Un invidividuo muy capacitado para la música si se desarrolla en un entorno que no potencia esa capacidad, no llegaría a conocerla y dar el paso a la teoría de la post-música, por decirlo de algún modo. ¿Es casualidad que hoy en día la música tenga mayor difusión, seguidores, intérpretes, compositores, alumnos, etc.? No. Creo que se debe a la apertura de horizontes que han ido ofreciendo, ofrecen y seguirán haciéndo, las nuevas tecnologías, que dan incluso la posibilidad de desarrollar esa capacidad en un individuo de clase baja-media que de haber vivido en el siglo XVIII habría sido un mero campesino y un analfabeto en cuanto a música nos referimos.
Así y para concluir esta densa reflexión, pues la cuestión a pesar de su simpleza lingüística es una difícil pregunta para la mente y sin respuesta única, opino que el individuo adquiere la personalidad de músico una vez entra en contacto con la música, pero que esa personalidad de músico, de amor por la música, ya está dada en sus genes, que a pesar de ser a priori (pre-música), necesita que se active con una condición a posteriori (post-música), es decir, el acceso al mundo musical, y al conocimiento de la misma, vendría dado por un juego, combinación y complementación entre ambas teorías.

6 Miniprimer 7 Enero 2010

Yo personalmente llevo poco tiempo tocando un instrumento, pero normalmente después de tocar siempre estoy de mejor humor.
En cierta manera también, ha cambiado mi gusto musical abriendome a una gran variedad de estilos a los que antes no les prestaba atención, ahora escucho música mucho más variada.
Pero en cierta manera mi forma de ser no la ha cambiado, el tocar un instrumento es por así decirlo como redescubrir la música desde otro punto de vista.

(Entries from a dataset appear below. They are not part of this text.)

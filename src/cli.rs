//! # passwortctl
//!
//! Command-line client for the passwort secrets API.
//!
//! Keeps the API URL, an auth token and a theme preference in a local
//! profile and sends one request per invocation, printing whatever the
//! server answered.
//!
//! ## Usage
//!
//! ```bash
//! # Store the URL and token once; they are used by every request afterwards
//! passwortctl profile set-url https://vault.internal:8080/api/v1
//! passwortctl token save s3cret
//!
//! passwortctl set db-password hunter2
//! passwortctl get db-password
//! passwortctl delete db-password
//!
//! # Vault lifecycle
//! passwortctl init
//! passwortctl unseal <share1> <share2>
//! passwortctl status
//! ```

use std::path::{Path, PathBuf};

use anyhow::{Context, Result};
use clap::{Parser, Subcommand};
use passwort::client::{render, RequestKind, SecretsClient};
use passwort::config::{default_profile_path, mask_token, ClientProfile, Theme};
use passwort::observability::init_tracing;

/// passwort secrets client
#[derive(Debug, Parser)]
#[command(name = "passwortctl", version)]
#[command(about = "Client for the passwort secrets API", long_about = None)]
struct Cli {
    #[command(subcommand)]
    command: Commands,

    /// Profile file (defaults to <config dir>/passwort/profile.json)
    #[arg(long, global = true, env = "PASSWORT_PROFILE")]
    profile: Option<PathBuf>,

    /// API base URL, overrides the profile
    #[arg(long, global = true, env = "PASSWORT_API_URL")]
    api_url: Option<String>,

    /// Auth token for this invocation, overrides the stored one
    #[arg(long, global = true, env = "PASSWORT_TOKEN", hide_env_values = true)]
    token: Option<String>,
}

#[derive(Debug, Subcommand)]
enum Commands {
    /// Manage the stored auth token
    Token {
        #[command(subcommand)]
        action: TokenCommand,
    },
    /// Manage the light/dark theme preference
    Theme {
        #[command(subcommand)]
        action: ThemeCommand,
    },
    /// Manage the stored API URL
    Profile {
        #[command(subcommand)]
        action: ProfileCommand,
    },
    #[command(flatten)]
    Request(RequestCommand),
}

/// Commands that send one request to the API
#[derive(Debug, Subcommand)]
enum RequestCommand {
    /// Store a secret
    Set { key: String, value: String },
    /// Fetch a secret
    Get { key: String },
    /// Delete a secret
    Delete { key: String },
    /// List secret keys
    List,
    /// Initialize the vault and print the key shares
    Init,
    /// Seal the vault
    Seal,
    /// Unseal the vault with key shares
    Unseal {
        #[arg(required = true, num_args = 1..)]
        shares: Vec<String>,
    },
    /// Show whether the vault is sealed
    Status,
}

#[derive(Debug, Subcommand)]
enum TokenCommand {
    /// Save the token to the profile
    Save { token: String },
    /// Print the stored token (masked)
    Show {
        /// Print the token verbatim
        #[arg(long)]
        reveal: bool,
    },
    /// Remove the stored token
    Clear,
}

#[derive(Debug, Subcommand)]
enum ThemeCommand {
    /// Switch between light and dark
    Toggle,
    /// Set the theme
    Set {
        #[arg(value_enum)]
        theme: Theme,
    },
    /// Print the current theme
    Show,
}

#[derive(Debug, Subcommand)]
enum ProfileCommand {
    /// Save the API base URL, e.g. http://localhost:8080/api/v1
    SetUrl { url: String },
    /// Print the stored settings, token masked
    Show,
}

#[tokio::main]
async fn main() -> Result<()> {
    init_tracing("passwortctl=warn,passwort=warn");

    let cli = Cli::parse();
    let profile_path = match cli.profile {
        Some(path) => path,
        None => default_profile_path()?,
    };
    let mut profile = ClientProfile::load(&profile_path)?;

    let output = match cli.command {
        Commands::Token { action } => token_command(action, &mut profile, &profile_path)?,
        Commands::Theme { action } => theme_command(action, &mut profile, &profile_path)?,
        Commands::Profile { action } => profile_command(action, &mut profile, &profile_path)?,
        Commands::Request(command) => {
            let api_url = cli.api_url.unwrap_or_else(|| profile.api_url.clone());
            let token = cli
                .token
                .unwrap_or_else(|| profile.token_or_empty().to_string());
            let client = SecretsClient::new(&api_url, token)?;
            request_command(&client, command).await
        }
    };
    println!("{output}");
    Ok(())
}

fn token_command(action: TokenCommand, profile: &mut ClientProfile, path: &Path) -> Result<String> {
    let output = match action {
        TokenCommand::Save { token } => {
            let masked = mask_token(&token);
            profile.auth_token = Some(token);
            profile.save(path).context("Failed to save token")?;
            format!("Token saved: {masked}")
        }
        TokenCommand::Show { reveal } => match profile.auth_token.as_deref() {
            Some(token) if reveal => token.to_string(),
            Some(token) => mask_token(token),
            None => "No token stored.".to_string(),
        },
        TokenCommand::Clear => {
            profile.auth_token = None;
            profile.save(path).context("Failed to clear token")?;
            "Token cleared.".to_string()
        }
    };
    Ok(output)
}

fn theme_command(action: ThemeCommand, profile: &mut ClientProfile, path: &Path) -> Result<String> {
    match action {
        ThemeCommand::Toggle => {
            profile.theme = profile.theme.toggled();
            profile.save(path).context("Failed to save theme")?;
        }
        ThemeCommand::Set { theme } => {
            profile.theme = theme;
            profile.save(path).context("Failed to save theme")?;
        }
        ThemeCommand::Show => {}
    }
    Ok(format!("{} {}", profile.theme.toggle_icon(), profile.theme))
}

fn profile_command(
    action: ProfileCommand,
    profile: &mut ClientProfile,
    path: &Path,
) -> Result<String> {
    match action {
        ProfileCommand::SetUrl { url } => {
            let url = url.trim_end_matches('/').to_string();
            // fail here rather than on the next request
            SecretsClient::new(&url, "").context("Invalid API URL")?;
            profile.api_url = url;
            profile.save(path).context("Failed to save API URL")?;
            Ok(format!("API URL saved: {}", profile.api_url))
        }
        ProfileCommand::Show => Ok(format!(
            "api_url: {}\ntoken: {}\ntheme: {}",
            profile.api_url,
            profile
                .auth_token
                .as_deref()
                .map_or_else(|| "(none)".to_string(), mask_token),
            profile.theme
        )),
    }
}

/// Send the request for `command` and render the outcome
async fn request_command(client: &SecretsClient, command: RequestCommand) -> String {
    match command {
        RequestCommand::Set { key, value } => {
            render(RequestKind::Set, client.set(&key, &value).await)
        }
        RequestCommand::Get { key } => render(RequestKind::Get, client.get(&key).await),
        RequestCommand::Delete { key } => render(RequestKind::Delete, client.delete(&key).await),
        RequestCommand::List => render(RequestKind::List, client.list().await),
        RequestCommand::Init => render(RequestKind::Init, client.init().await),
        RequestCommand::Seal => render(RequestKind::Seal, client.seal().await),
        RequestCommand::Unseal { shares } => {
            render(RequestKind::Unseal, client.unseal(&shares).await)
        }
        RequestCommand::Status => render(RequestKind::Status, client.status().await),
    }
}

7 Selu Algaba 10 Enero 2010

El músico se hace con la música, al igual que la música la hace el músico. Todos tenemos el gen musical metidos en el cuerpo. Es muy facil, salvo contadas excepciones, que un ser humano se convierta en músico, partiendo de la base que el músico, como tal lo entiendo, es el que está, incluso, en su casa, tocando su flauta o su guitarra, por simple gusto.

8 Santiago 10 Enero 2010

Creo que hay personas que nacen con mayor sensibilidad artística por sus genes y por el entorno que nos ha tocado vivir y eso puede influir en cierta medidad.

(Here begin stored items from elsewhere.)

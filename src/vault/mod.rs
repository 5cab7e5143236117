//! # Vault
//!
//! Encrypted key-value storage guarded by a master key that only lives in
//! memory while the vault is unsealed.
//!
//! ## Lifecycle
//!
//! 1. **Init** - generate a master key, store an encrypted check value, split the
//!    key into Shamir shares and hand them out. The vault stays sealed.
//! 2. **Unseal** - combine at least `threshold` shares, verify against the check
//!    value, keep the key in memory.
//! 3. **Seal** - wipe the key. Data operations fail until the next unseal.
//!
//! ## Backends
//!
//! - [`MemoryStore`] - in-memory only, lost on restart
//! - [`FileStore`] - persists the encrypted map to a JSON file after every mutation

mod file;
mod memory;
mod state;

pub use file::FileStore;
pub use memory::MemoryStore;
pub use state::VaultFile;

use async_trait::async_trait;
use serde::Serialize;
use thiserror::Error;

use crate::crypto::CryptoError;

/// Reserved entry holding the encrypted check value
pub const CHECK_KEY: &str = ".vault_check";

/// Plaintext of the check entry
pub const CHECK_VALUE: &str = "vault-check";

/// Vault errors
#[derive(Debug, Error)]
pub enum VaultError {
    #[error("vault is sealed")]
    Sealed,

    #[error("key not found: {0}")]
    NotFound(String),

    #[error("key is reserved: {0}")]
    ReservedKey(String),

    #[error("vault already initialized")]
    AlreadyInitialized,

    #[error("vault is not initialized")]
    NotInitialized,

    #[error("vault is not unsealed")]
    NotUnsealed,

    #[error("at least {required} shares required, got {provided}")]
    InsufficientShares { required: u8, provided: usize },

    #[error("invalid shares or wrong vault")]
    InvalidShares,

    #[error("invalid key split: {shares} shares with threshold {threshold} (need 2 <= threshold <= shares)")]
    InvalidSplit { shares: u8, threshold: u8 },

    #[error(transparent)]
    Crypto(#[from] CryptoError),

    #[error("vault file I/O failed: {0}")]
    Io(#[from] std::io::Error),

    #[error("vault file is corrupt: {0}")]
    Corrupt(#[from] serde_json::Error),
}

/// How the master key is split on init
#[derive(Debug, Clone, Copy, PartialEq, Eq)]
pub struct SplitConfig {
    pub shares: u8,
    pub threshold: u8,
}

impl Default for SplitConfig {
    fn default() -> Self {
        use crate::constants::{DEFAULT_KEY_SHARES, DEFAULT_KEY_THRESHOLD};
        Self {
            shares: DEFAULT_KEY_SHARES,
            threshold: DEFAULT_KEY_THRESHOLD,
        }
    }
}

impl SplitConfig {
    /// Check that `2 <= threshold <= shares`
    ///
    /// # Errors
    ///
    /// Returns [`VaultError::InvalidSplit`] otherwise.
    pub fn validate(&self) -> Result<(), VaultError> {
        if self.threshold < 2 || self.threshold > self.shares {
            return Err(VaultError::InvalidSplit {
                shares: self.shares,
                threshold: self.threshold,
            });
        }
        Ok(())
    }
}

/// Snapshot of the vault lifecycle state
#[derive(Debug, Clone, Copy, PartialEq, Eq, Serialize)]
pub struct VaultStatus {
    pub sealed: bool,
    pub initialized: bool,
}

impl VaultStatus {
    pub fn as_str(&self) -> &'static str {
        if self.sealed {
            "sealed"
        } else {
            "unsealed"
        }
    }
}

/// Storage backend for the secrets API
///
/// Implementations share one set of rules (see the module docs); they only
/// differ in where the encrypted map lives.
#[async_trait]
pub trait Store: Send + Sync + std::fmt::Debug {
    /// Decrypt and return the value stored under `key`.
    async fn get(&self, key: &str) -> Result<String, VaultError>;
    /// Encrypt and store `value` under `key`, replacing any previous value.
    async fn set(&self, key: &str, value: &str) -> Result<(), VaultError>;
    /// Remove `key`.
    async fn delete(&self, key: &str) -> Result<(), VaultError>;
    /// All user keys, sorted. The check entry is never included.
    async fn list(&self) -> Result<Vec<String>, VaultError>;
    /// Initialize a fresh vault and return the key shares.
    async fn init(&self) -> Result<Vec<String>, VaultError>;
    /// Wipe the master key from memory.
    async fn seal(&self) -> Result<(), VaultError>;
    /// Reconstruct and verify the master key from shares.
    async fn unseal(&self, shares: &[String]) -> Result<(), VaultError>;
    /// Current lifecycle state.
    async fn status(&self) -> VaultStatus;
    /// Number of shares required to unseal.
    fn threshold(&self) -> u8;
}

También hay aptitudes innatas, tanto físicas como psíquicas que nos pueden ayudar en mayor o menor medida.

Pero es el deseo de ser músico lo más importante.

Un superdotado al que le imponen la música tendrá serias dificultades para hacer música.

En cambio una persona de aptitudes medias, con una inmensa pasión y deseo de hacer música logrará grandes resultados.

Es cierto que el más dotado, podrá tener mayor o menor técnica, y la técnica es muy importante para poder expresar.

Pero si la música es un arte que nos permite expresar nuestros sentimientos, con menos técnica y más corazón se hace menos música que con más corazón y menos técnica.

¿Qué hace más música, una guitarra sentada en una silla sin persona, o una persona sentada en una silla sin guitarra?

9 Juan Diego Martínez manjarrés 10 Enero 2010

El talento se puede moldear pero es innato….Cuantas más reglas le pongas más lo estropeas…Aunque hay que conocerlas. La música es una expresión de personalidades y sentimientos interiores.
En definitiva el hombre es el que hace la música.

10 Danny J Penalver 10 Enero 2010

Ambas.. sin conocer la música con tu talento no haces nada ,por lo tanto nos convierte,pero a su vez se nace con facilidades naturales de cada persona para cada instrumento,de ahí el desarollo del mismo.por eso se nace preparado!!